[[ LISTED ENTRIES open ]]

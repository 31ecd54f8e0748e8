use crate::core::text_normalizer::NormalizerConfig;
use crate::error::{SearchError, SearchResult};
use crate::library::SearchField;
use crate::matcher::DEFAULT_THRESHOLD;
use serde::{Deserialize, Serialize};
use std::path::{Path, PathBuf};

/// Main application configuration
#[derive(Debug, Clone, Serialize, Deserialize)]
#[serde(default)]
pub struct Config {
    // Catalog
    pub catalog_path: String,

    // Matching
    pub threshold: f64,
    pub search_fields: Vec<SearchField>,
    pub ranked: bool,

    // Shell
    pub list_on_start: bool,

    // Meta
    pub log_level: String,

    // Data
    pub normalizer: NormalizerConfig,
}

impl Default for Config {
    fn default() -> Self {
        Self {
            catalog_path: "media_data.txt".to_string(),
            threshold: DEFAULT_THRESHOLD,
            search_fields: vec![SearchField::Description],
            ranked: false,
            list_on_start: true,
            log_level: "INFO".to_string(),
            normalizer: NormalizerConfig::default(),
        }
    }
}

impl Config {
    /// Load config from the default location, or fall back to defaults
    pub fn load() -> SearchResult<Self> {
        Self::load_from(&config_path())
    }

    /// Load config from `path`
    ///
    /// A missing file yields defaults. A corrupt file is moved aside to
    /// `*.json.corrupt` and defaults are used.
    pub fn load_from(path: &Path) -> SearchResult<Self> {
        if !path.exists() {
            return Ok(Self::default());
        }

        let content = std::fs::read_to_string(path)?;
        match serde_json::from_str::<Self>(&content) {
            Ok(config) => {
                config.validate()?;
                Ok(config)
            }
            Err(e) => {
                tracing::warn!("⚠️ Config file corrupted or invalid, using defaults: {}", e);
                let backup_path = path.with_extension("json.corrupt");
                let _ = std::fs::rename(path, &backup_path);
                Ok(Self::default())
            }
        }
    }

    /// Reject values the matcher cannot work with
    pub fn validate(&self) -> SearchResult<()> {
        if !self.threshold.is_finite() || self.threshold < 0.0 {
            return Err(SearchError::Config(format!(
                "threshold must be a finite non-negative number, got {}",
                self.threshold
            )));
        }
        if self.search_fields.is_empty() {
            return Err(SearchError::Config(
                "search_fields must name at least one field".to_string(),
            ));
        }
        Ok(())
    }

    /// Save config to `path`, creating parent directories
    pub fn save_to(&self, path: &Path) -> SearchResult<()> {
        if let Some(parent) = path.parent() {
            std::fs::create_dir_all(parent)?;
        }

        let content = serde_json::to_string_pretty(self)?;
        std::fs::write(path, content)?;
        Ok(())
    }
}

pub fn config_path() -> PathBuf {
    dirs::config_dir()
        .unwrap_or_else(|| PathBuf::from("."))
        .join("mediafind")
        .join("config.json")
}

[[ LISTED ENTRIES closed ]]

From the data above, copy every line where "return" appears.

• SOLUTION BELOW
            return Ok(Self::default());
            return Err(SearchError::Config(format!(
            return Err(SearchError::Config(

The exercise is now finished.